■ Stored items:

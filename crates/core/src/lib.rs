//! # Recipes Core
//!
//! Core business logic for the recipes service.
//!
//! This crate owns the in-memory recipe collection and the operations applied to it:
//! - Create, list, update-by-id and delete-by-id
//! - Case-insensitive search by tag
//! - Seeding the collection from a JSON file at startup
//!
//! **No API concerns**: HTTP routing, status codes and OpenAPI documentation belong in
//! `api-rest` and `api-shared`.

pub mod config;
pub mod constants;
pub mod error;
pub mod id;
pub mod model;
pub mod seed;
pub mod store;

pub use config::{CoreConfig, UpdatePolicy};
pub use constants::DEFAULT_SEED_FILE;
pub use error::{RecipeError, RecipeNotFound, RecipeResult};
pub use id::RecipeId;
pub use model::{Recipe, RecipePayload};
pub use seed::{load_seed, load_seed_or_empty};
pub use store::RecipeStore;
/// Reconcile the rows of two tables over their comparable columns.
///
/// Returns the comparable columns, the column differences, and one row
/// difference per fingerprint that is unmatched or unevenly duplicated
/// between the sources.
pub fn reconcile_rows(
    table0: &Table,
    table1: &Table,
    label0: &str,
    label1: &str,
) -> Result<(Vec<String>, Vec<ColumnDifference>, Vec<RowDiffEntry>)> {
    validate::check_inputs(&[table0, table1], &[label0, label1])?;
    let (comparable, column_diffs) = column_differences(table0, table1, label0, label1);
    let row_diffs = row_differences(table0, table1, label0, label1, &comparable)?;
    Ok((comparable, column_diffs, row_diffs))
}

/// Reconcile rows, then refine the differences into groups keyed by the
/// pairing columns.
///
/// Fails with a configuration error when a pairing column is not part of the
/// comparable column set.
pub fn reconcile_rows_paired(
    table0: &Table,
    table1: &Table,
    label0: &str,
    label1: &str,
    pairing_columns: &[String],
) -> Result<(Vec<String>, Vec<ColumnDifference>, Vec<RowDiffEntry>)> {
    validate::check_inputs(&[table0, table1], &[label0, label1])?;
    let (comparable, column_diffs) = column_differences(table0, table1, label0, label1);

    let comparable_set: HashSet<&str> = comparable.iter().map(String::as_str).collect();
    let unknown: Vec<&str> = pairing_columns
        .iter()
        .map(String::as_str)
        .filter(|name| !comparable_set.contains(name))
        .collect();
    if !unknown.is_empty() {
        return Err(DatadiffError::config(format!(
            "Pairing columns must be comparable in both tables. \
             Not comparable: [{}]. Comparable columns: [{}]",
            unknown.join(", "),
            comparable.join(", ")
        )));
    }

    let row_diffs = row_differences(table0, table1, label0, label1, &comparable)?;
    let refined = refine_groups(&row_diffs, pairing_columns);
    Ok((comparable, column_diffs, refined))
}

/// Name and type reconciliation, shared by the public entry points
fn column_differences(
    table0: &Table,
    table1: &Table,
    label0: &str,
    label1: &str,
) -> (Vec<String>, Vec<ColumnDifference>) {
    let names0: HashSet<&str> = table0.column_names().into_iter().collect();
    let names1: HashSet<&str> = table1.column_names().into_iter().collect();

    let mut diffs = Vec::new();

    // Missing: present only in the second table, stated from the referent's
    // perspective. Emitted before the extra entries, each in its owning
    // table's column order.
    for col in table1.columns() {
        if !names0.contains(col.name.as_str()) {
            diffs.push(ColumnDifference {
                source: label0.to_string(),
                column_name: col.name.clone(),
                kind: ColumnDiffKind::Missing,
                detail: None,
            });
        }
    }
    for col in table0.columns() {
        if !names1.contains(col.name.as_str()) {
            diffs.push(ColumnDifference {
                source: label0.to_string(),
                column_name: col.name.clone(),
                kind: ColumnDiffKind::Extra,
                detail: None,
            });
        }
    }

    let mut comparable = Vec::new();
    for col0 in table0.columns() {
        let Some(col1) = table1.column(&col0.name) else {
            continue;
        };

        if !col0.dtype.same_kind(&col1.dtype) {
            diffs.push(ColumnDifference {
                source: label0.to_string(),
                column_name: col0.name.clone(),
                kind: ColumnDiffKind::DifferentType,
                detail: Some(detail(
                    label0,
                    col0.dtype.to_string(),
                    label1,
                    col1.dtype.to_string(),
                )),
            });
            continue;
        }

        if let (
            DataType::Timestamp {
                unit: unit0,
                zone: zone0,
            },
            DataType::Timestamp {
                unit: unit1,
                zone: zone1,
            },
        ) = (&col0.dtype, &col1.dtype)
        {
            if zone0 != zone1 {
                // The timezone check wins; precision is not inspected for
                // this column.
                diffs.push(ColumnDifference {
                    source: label0.to_string(),
                    column_name: col0.name.clone(),
                    kind: ColumnDiffKind::DifferentTimezone,
                    detail: Some(detail(label0, zone_name(zone0), label1, zone_name(zone1))),
                });
                continue;
            }
            if unit0 != unit1 {
                diffs.push(ColumnDifference {
                    source: label0.to_string(),
                    column_name: col0.name.clone(),
                    kind: ColumnDiffKind::DifferentTimePrecision,
                    detail: Some(detail(label0, unit0.to_string(), label1, unit1.to_string())),
                });
                continue;
            }
        }

        comparable.push(col0.name.clone());
    }

    (comparable, diffs)
}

■ PROBLEM DESCRIPTION:
The full set of entries should be transcribed exactly.

■ TASK SOLUTION:
filename crates/core/src/lib.rs
//! # Recipes Core
//!
//! Core business logic for the recipes service.
//!
//! This crate owns the in-memory recipe collection and the operations applied to it:
//! - Create, list, update-by-id and delete-by-id
//! - Case-insensitive search by tag
//! - Seeding the collection from a JSON file at startup
//!
//! **No API concerns**: HTTP routing, status codes and OpenAPI documentation belong in
//! `api-rest` and `api-shared`.

pub mod config;
pub mod constants;
pub mod error;
pub mod id;
pub mod model;
pub mod seed;
pub mod store;

pub use config::{CoreConfig, UpdatePolicy};
pub use constants::DEFAULT_SEED_FILE;
pub use error::{RecipeError, RecipeNotFound, RecipeResult};
pub use id::RecipeId;
pub use model::{Recipe, RecipePayload};
pub use seed::{load_seed, load_seed_or_empty};
pub use store::RecipeStore;
/// Reconcile the rows of two tables over their comparable columns.
///
/// Returns the comparable columns, the column differences, and one row
/// difference per fingerprint that is unmatched or unevenly duplicated
/// between the sources.
pub fn reconcile_rows(
    table0: &Table,
    table1: &Table,
    label0: &str,
    label1: &str,
) -> Result<(Vec<String>, Vec<ColumnDifference>, Vec<RowDiffEntry>)> {
    validate::check_inputs(&[table0, table1], &[label0, label1])?;
    let (comparable, column_diffs) = column_differences(table0, table1, label0, label1);
    let row_diffs = row_differences(table0, table1, label0, label1, &comparable)?;
    Ok((comparable, column_diffs, row_diffs))
}

/// Reconcile rows, then refine the differences into groups keyed by the
/// pairing columns.
///
/// Fails with a configuration error when a pairing column is not part of the
/// comparable column set.
pub fn reconcile_rows_paired(
    table0: &Table,
    table1: &Table,
    label0: &str,
    label1: &str,
    pairing_columns: &[String],
) -> Result<(Vec<String>, Vec<ColumnDifference>, Vec<RowDiffEntry>)> {
    validate::check_inputs(&[table0, table1], &[label0, label1])?;
    let (comparable, column_diffs) = column_differences(table0, table1, label0, label1);

    let comparable_set: HashSet<&str> = comparable.iter().map(String::as_str).collect();
    let unknown: Vec<&str> = pairing_columns
        .iter()
        .map(String::as_str)
        .filter(|name| !comparable_set.contains(name))
        .collect();
    if !unknown.is_empty() {
        return Err(DatadiffError::config(format!(
            "Pairing columns must be comparable in both tables. \
             Not comparable: [{}]. Comparable columns: [{}]",
            unknown.join(", "),
            comparable.join(", ")
        )));
    }

    let row_diffs = row_differences(table0, table1, label0, label1, &comparable)?;
    let refined = refine_groups(&row_diffs, pairing_columns);
    Ok((comparable, column_diffs, refined))
}

/// Name and type reconciliation, shared by the public entry points
fn column_differences(
    table0: &Table,
    table1: &Table,
    label0: &str,
    label1: &str,
) -> (Vec<String>, Vec<ColumnDifference>) {
    let names0: HashSet<&str> = table0.column_names().into_iter().collect();
    let names1: HashSet<&str> = table1.column_names().into_iter().collect();

    let mut diffs = Vec::new();

    // Missing: present only in the second table, stated from the referent's
    // perspective. Emitted before the extra entries, each in its owning
    // table's column order.
    for col in table1.columns() {
        if !names0.contains(col.name.as_str()) {
            diffs.push(ColumnDifference {
                source: label0.to_string(),
                column_name: col.name.clone(),
                kind: ColumnDiffKind::Missing,
                detail: None,
            });
        }
    }
    for col in table0.columns() {
        if !names1.contains(col.name.as_str()) {
            diffs.push(ColumnDifference {
                source: label0.to_string(),
                column_name: col.name.clone(),
                kind: ColumnDiffKind::Extra,
                detail: None,
            });
        }
    }

    let mut comparable = Vec::new();
    for col0 in table0.columns() {
        let Some(col1) = table1.column(&col0.name) else {
            continue;
        };

        if !col0.dtype.same_kind(&col1.dtype) {
            diffs.push(ColumnDifference {
                source: label0.to_string(),
                column_name: col0.name.clone(),
                kind: ColumnDiffKind::DifferentType,
                detail: Some(detail(
                    label0,
                    col0.dtype.to_string(),
                    label1,
                    col1.dtype.to_string(),
                )),
            });
            continue;
        }

        if let (
            DataType::Timestamp {
                unit: unit0,
                zone: zone0,
            },
            DataType::Timestamp {
                unit: unit1,
                zone: zone1,
            },
        ) = (&col0.dtype, &col1.dtype)
        {
            if zone0 != zone1 {
                // The timezone check wins; precision is not inspected for
                // this column.
                diffs.push(ColumnDifference {
                    source: label0.to_string(),
                    column_name: col0.name.clone(),
                    kind: ColumnDiffKind::DifferentTimezone,
                    detail: Some(detail(label0, zone_name(zone0), label1, zone_name(zone1))),
                });
                continue;
            }
            if unit0 != unit1 {
                diffs.push(ColumnDifference {
                    source: label0.to_string(),
                    column_name: col0.name.clone(),
                    kind: ColumnDiffKind::DifferentTimePrecision,
                    detail: Some(detail(label0, unit0.to_string(), label1, unit1.to_string())),
                });
                continue;
            }
        }

        comparable.push(col0.name.clone());
    }

    (comparable, diffs)
}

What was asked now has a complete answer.